At this point, there seems to be little reason to believe vaccines will get us to that 70% immunity goal needed to get us to herd immunity because so many people are reluctant to get it. Right now, 31% of the population is fully vaccinated, and approximately 10% have officially been sick with COVID-19. Demand has been dying down already around the United States. 

Worth noting: Currently in the United States,1.8% of people officially diagnosed with COVID-19 have died. If trends continue, for every 10% of the population that gets sick rather than gets the vaccine, 600,000 will die. Fatalities have been trending downward as treatment gets better, so let's optimistically cut that number in half going forward. 300,000 is still a lot of people. A lot. Odds are good we are going to need 20% to 30% of people to have natural immunity to get us to the 70% mark. That's a lot of people dying on our way there.  Meanwhile, 4,000 deaths have been reported to the CDC following COVID-19 vaccinations after 30% of the population has been fully vaccinated. The CDC studies those reports, because the report simply shows correlation. The CDC looks to find causation. There are 23 cases of fatal blood clots following the Johnson and Johnson vaccine in which the vaccine appears to have caused it; otherwise, the deaths appear to be unrelated to the vaccine. 

So there you have it. My current database. Like I said, feel free to help me expand it by correcting me where I am wrong or confirming me where I am right. 

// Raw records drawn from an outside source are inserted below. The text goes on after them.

//! Reddit sync run: subreddit listing → parsed alerts → store.

use chrono::{DateTime, NaiveDate, Utc};
use rust_decimal::Decimal;
use sqlx::PgPool;

use insiderdb_core::{
    qualify, AppConfig, InsiderTransaction, ParsedAlert, RunSummary, SignalSource,
    VerificationStatus,
};
use insiderdb_reddit::{parse_insider_alert, RedditClient};

use crate::error::SyncError;

/// Reddit caps a single listing page at 100 items.
const MAX_LISTING_LIMIT: usize = 100;

/// Run one Reddit sync: fetch the newest posts from the configured
/// subreddit, extract insider alerts, then dedup and persist.
///
/// Community posts are unverified claims, so every parseable alert is
/// stored regardless of value; the minimum-value threshold applies to the
/// SEC feed only.
///
/// # Errors
///
/// Returns [`SyncError::Reddit`] only when the listing itself cannot be
/// fetched; posts that fail to parse are counted as skips.
pub async fn run_reddit_sync(
    pool: &PgPool,
    reddit: &RedditClient,
    config: &AppConfig,
) -> Result<RunSummary, SyncError> {
    let limit = config.max_filings_per_run.min(MAX_LISTING_LIMIT);
    let (posts, _after) = reddit
        .fetch_new_posts(&config.subreddit, limit, None)
        .await?;

    let mut summary = RunSummary {
        fetched: posts.len(),
        ..RunSummary::default()
    };

    let mut candidates = Vec::new();
    for post in &posts {
        match parse_insider_alert(post) {
            Some(alert) => {
                summary.parsed += 1;
                summary.qualified += 1;
                candidates.push(transaction_from_alert(&alert, post.created_utc));
            }
            None => {
                tracing::debug!(post_id = %post.id, title = %post.title, "post is not an insider alert");
                summary.skipped += 1;
            }
        }
    }

    let filing_ids: Vec<String> = candidates.iter().map(|t| t.filing_id.clone()).collect();
    let existing = insiderdb_db::existing_filing_ids(pool, &filing_ids).await?;
    let fresh = insiderdb_db::filter_new(candidates, &existing);
    summary.skipped += filing_ids.len() - fresh.len();

    let outcome = insiderdb_db::insert_batch(pool, &fresh).await;
    summary.stored = outcome.stored;
    summary.skipped += outcome.skipped;
    summary.errors.extend(outcome.errors);

    tracing::info!(
        fetched = summary.fetched,
        parsed = summary.parsed,
        stored = summary.stored,
        skipped = summary.skipped,
        errors = summary.errors.len(),
        "Reddit sync run complete"
    );

    Ok(summary)
}

/// Normalize a parsed alert into the common transaction shape.
///
/// Fields the post never stated stay at neutral defaults (zero shares and
/// price, "Unknown" insider) rather than being guessed; the record enters
/// the store as [`VerificationStatus::Unverified`] until the verifier
/// cross-checks it against EDGAR.
#[must_use]
pub fn transaction_from_alert(alert: &ParsedAlert, created_utc: f64) -> InsiderTransaction {
    let posted_on = date_from_epoch(created_utc);
    let shares = alert.shares.map(Decimal::from).unwrap_or_default();
    let price_per_share = alert.price_per_share.unwrap_or_default();

    InsiderTransaction {
        filing_id: alert.post_id.clone(),
        ticker: alert.ticker.clone(),
        // The post names only the ticker, so it stands in for the company
        // name. Verification updates status and message, nothing else.
        company_name: alert.ticker.clone(),
        cik: None,
        insider_name: alert
            .insider_name
            .clone()
            .unwrap_or_else(|| "Unknown".to_string()),
        insider_title: "Insider".to_string(),
        transaction_type: alert.transaction_type,
        shares,
        price_per_share,
        total_value: qualify::total_value(shares, price_per_share),
        report_date: alert.trade_date.unwrap_or(posted_on),
        filing_date: alert.filing_date.unwrap_or(posted_on),
        source_url: alert.permalink.clone(),
        verification_status: VerificationStatus::Unverified,
        source: SignalSource::Reddit,
    }
}

#[allow(clippy::cast_possible_truncation)]
fn date_from_epoch(created_utc: f64) -> NaiveDate {
    DateTime::<Utc>::from_timestamp(created_utc as i64, 0)
        .map_or_else(|| Utc::now().date_naive(), |dt| dt.date_naive())
}
mod app_config;
mod config;
pub mod qualify;
mod types;

pub use app_config::{AppConfig, Environment};
pub use config::{load_app_config, load_app_config_from_env};
pub use types::{
    FilingRef, InsiderTransaction, ParsedAlert, RunSummary, SignalSource, TransactionType,
    VerificationOutcome, VerificationStatus,
};

use thiserror::Error;

#[derive(Debug, Error)]
pub enum ConfigError {
    #[error("missing required environment variable: {0}")]
    MissingEnvVar(String),
    #[error("invalid value for {var}: {reason}")]
    InvalidEnvVar { var: String, reason: String },
}
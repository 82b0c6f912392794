use thiserror::Error;

/// Hard failures of a pipeline run.
///
/// Most trouble inside a run (a filing that won't parse, a below-threshold
/// transaction, one failed insert) is counted in the run summary instead.
/// These variants are reserved for the cases that abort a whole source:
/// a total fetch failure of its feed or an unusable store.
#[derive(Debug, Error)]
pub enum SyncError {
    #[error(transparent)]
    Edgar(#[from] insiderdb_edgar::EdgarError),

    #[error(transparent)]
    Reddit(#[from] insiderdb_reddit::RedditError),

    #[error(transparent)]
    Db(#[from] insiderdb_db::DbError),
}
//! Integration tests for `EdgarClient` using wiremock HTTP mocks.

use insiderdb_edgar::{EdgarClient, EdgarError};
use wiremock::matchers::{header, method, path, query_param};
use wiremock::{Mock, MockServer, ResponseTemplate};

const TEST_UA: &str = "insiderdb-tests/0.1 (ops@example.com)";

fn test_client(www_base: &str, data_base: &str) -> EdgarClient {
    EdgarClient::with_base_urls(TEST_UA, 30, 0, 0, www_base, data_base)
        .expect("client construction should not fail")
}

const ATOM_BODY: &str = r#"<?xml version="1.0" encoding="ISO-8859-1" ?>
<feed xmlns="http://www.w3.org/2005/Atom">
  <entry>
    <title>4 - Alkermes plc (0001520262) (Reporting)</title>
    <link rel="alternate" type="text/html" href="https://www.sec.gov/Archives/edgar/data/1520262/000152026226000018/0001520262-26-000018-index.htm"/>
    <summary type="html">Filed 2026-02-05</summary>
    <updated>2026-02-05T17:01:22-05:00</updated>
  </entry>
</feed>"#;

#[tokio::test]
async fn current_filings_feed_sends_user_agent_and_parses_entries() {
    let server = MockServer::start().await;

    Mock::given(method("GET"))
        .and(path("/cgi-bin/browse-edgar"))
        .and(query_param("action", "getcurrent"))
        .and(query_param("type", "4"))
        .and(query_param("owner", "only"))
        .and(query_param("output", "atom"))
        .and(header("user-agent", TEST_UA))
        .respond_with(ResponseTemplate::new(200).set_body_string(ATOM_BODY))
        .mount(&server)
        .await;

    let client = test_client(&server.uri(), &server.uri());
    let entries = client
        .fetch_current_form4_entries(40)
        .await
        .expect("should parse feed");

    assert_eq!(entries.len(), 1);
    assert_eq!(entries[0].title, "4 - Alkermes plc (0001520262) (Reporting)");
}

#[tokio::test]
async fn filing_index_path_trims_cik_and_dashes() {
    let server = MockServer::start().await;

    let body = serde_json::json!({
        "directory": {
            "item": [
                { "name": "primary_doc.xml", "type": "text.gif" },
                { "name": "wk-form4_1.xml", "type": "text.gif" }
            ]
        }
    });

    Mock::given(method("GET"))
        .and(path(
            "/Archives/edgar/data/1520262/000152026226000018/index.json",
        ))
        .respond_with(ResponseTemplate::new(200).set_body_json(&body))
        .mount(&server)
        .await;

    let client = test_client(&server.uri(), &server.uri());
    let index = client
        .fetch_filing_index("0001520262", "0001520262-26-000018")
        .await
        .expect("should fetch index");

    assert_eq!(index.form4_document(), Some("wk-form4_1.xml"));
}

#[tokio::test]
async fn missing_accession_maps_to_not_found() {
    let server = MockServer::start().await;

    Mock::given(method("GET"))
        .respond_with(ResponseTemplate::new(404))
        .mount(&server)
        .await;

    let client = test_client(&server.uri(), &server.uri());
    let result = client
        .fetch_filing_index("0000000001", "0000000001-26-000001")
        .await;

    assert!(matches!(result, Err(EdgarError::NotFound { .. })));
}

#[tokio::test]
async fn server_error_maps_to_unexpected_status() {
    let server = MockServer::start().await;

    Mock::given(method("GET"))
        .respond_with(ResponseTemplate::new(503))
        .mount(&server)
        .await;

    let client = test_client(&server.uri(), &server.uri());
    let result = client.fetch_submissions("0001520262").await;

    assert!(
        matches!(result, Err(EdgarError::UnexpectedStatus { status: 503, .. })),
        "got: {result:?}"
    );
}

#[tokio::test]
async fn company_tickers_are_rekeyed_by_uppercase_symbol() {
    let server = MockServer::start().await;

    let body = serde_json::json!({
        "0": { "cik_str": 320193, "ticker": "AAPL", "title": "Apple Inc." },
        "1": { "cik_str": 1520262, "ticker": "ALKS", "title": "Alkermes plc" }
    });

    Mock::given(method("GET"))
        .and(path("/files/company_tickers.json"))
        .respond_with(ResponseTemplate::new(200).set_body_json(&body))
        .mount(&server)
        .await;

    let client = test_client(&server.uri(), &server.uri());
    let map = client
        .fetch_company_tickers()
        .await
        .expect("should fetch tickers");

    assert_eq!(map.len(), 2);
    assert_eq!(map.get("ALKS").unwrap().cik_str, 1_520_262);
}

#[tokio::test]
async fn submissions_fetch_uses_padded_cik_path() {
    let server = MockServer::start().await;

    let body = serde_json::json!({
        "name": "ALKERMES PLC",
        "filings": {
            "recent": {
                "accessionNumber": ["0001520262-26-000018"],
                "form": ["4"],
                "filingDate": ["2026-02-05"],
                "reportDate": ["2026-02-02"],
                "primaryDocument": ["wk-form4_1.xml"]
            }
        }
    });

    Mock::given(method("GET"))
        .and(path("/submissions/CIK0001520262.json"))
        .respond_with(ResponseTemplate::new(200).set_body_json(&body))
        .mount(&server)
        .await;

    let client = test_client(&server.uri(), &server.uri());
    let subs = client
        .fetch_submissions("0001520262")
        .await
        .expect("should fetch submissions");

    assert_eq!(subs.filings.recent.form, vec!["4"]);
}
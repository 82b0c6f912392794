use std::net::SocketAddr;

use rust_decimal::Decimal;

#[derive(Debug, Clone, PartialEq, Eq)]
pub enum Environment {
    Development,
    Test,
    Production,
}

impl std::fmt::Display for Environment {
    fn fmt(&self, f: &mut std::fmt::Formatter<'_>) -> std::fmt::Result {
        match self {
            Environment::Development => write!(f, "development"),
            Environment::Test => write!(f, "test"),
            Environment::Production => write!(f, "production"),
        }
    }
}

#[derive(Clone)]
pub struct AppConfig {
    pub database_url: String,
    pub env: Environment,
    pub bind_addr: SocketAddr,
    pub log_level: String,
    /// SEC requires every request to identify the requester by contact
    /// email. This is a required setting: without it a run must not start.
    pub sec_user_agent: String,
    pub subreddit: String,
    /// Minimum qualifying transaction value in whole currency units.
    pub min_transaction_value: Decimal,
    pub max_filings_per_run: usize,
    /// Pacing delay between successive per-filing fetches, keeping the
    /// aggregate request rate under the documented ~10 req/s SEC limit.
    pub inter_request_delay_ms: u64,
    /// Wall-clock budget for one sync run; past it no new requests are
    /// issued and partial results are returned.
    pub run_timeout_secs: u64,
    pub request_timeout_secs: u64,
    pub max_retries: u32,
    pub retry_backoff_base_secs: u64,
    pub cik_map_ttl_secs: u64,
    pub db_max_connections: u32,
    pub db_min_connections: u32,
    pub db_acquire_timeout_secs: u64,
}

impl std::fmt::Debug for AppConfig {
    fn fmt(&self, f: &mut std::fmt::Formatter<'_>) -> std::fmt::Result {
        f.debug_struct("AppConfig")
            .field("env", &self.env)
            .field("bind_addr", &self.bind_addr)
            .field("log_level", &self.log_level)
            .field("database_url", &"[redacted]")
            .field("sec_user_agent", &self.sec_user_agent)
            .field("subreddit", &self.subreddit)
            .field("min_transaction_value", &self.min_transaction_value)
            .field("max_filings_per_run", &self.max_filings_per_run)
            .field("inter_request_delay_ms", &self.inter_request_delay_ms)
            .field("run_timeout_secs", &self.run_timeout_secs)
            .field("request_timeout_secs", &self.request_timeout_secs)
            .field("max_retries", &self.max_retries)
            .field("retry_backoff_base_secs", &self.retry_backoff_base_secs)
            .field("cik_map_ttl_secs", &self.cik_map_ttl_secs)
            .field("db_max_connections", &self.db_max_connections)
            .field("db_min_connections", &self.db_min_connections)
            .field("db_acquire_timeout_secs", &self.db_acquire_timeout_secs)
            .finish()
    }
}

Just... do it with grace and truth. 

[1] It’s unpredictable, to be sure. I know entire families who got it, and in some cases each person has wildly different symptoms and severity, and some who were young and healthy got laid out hard for a week, and came back slow. Others barely felt it. Weird.  

[2] “Understanding Death Data Quality: Cause of Death from Death Certificates.”

“Instructions for Classifying Underlying And Multiple Causes Of Death.”

“Reporting and Coding Deaths Due to COVID-19.”

“Guidance for Certifying Deaths Due to Coronavirus Disease 2019 (COVID–19).”

[3] You can see how the CDC records deaths here “Provisional Death Counts for Coronavirus Disease 2019 (COVID-19)” and here“Guidance for Certifying Deaths Due to Coronavirus Disease 2019 (COVID–19)”. It’s all right there in the open. Nothing secretive about it.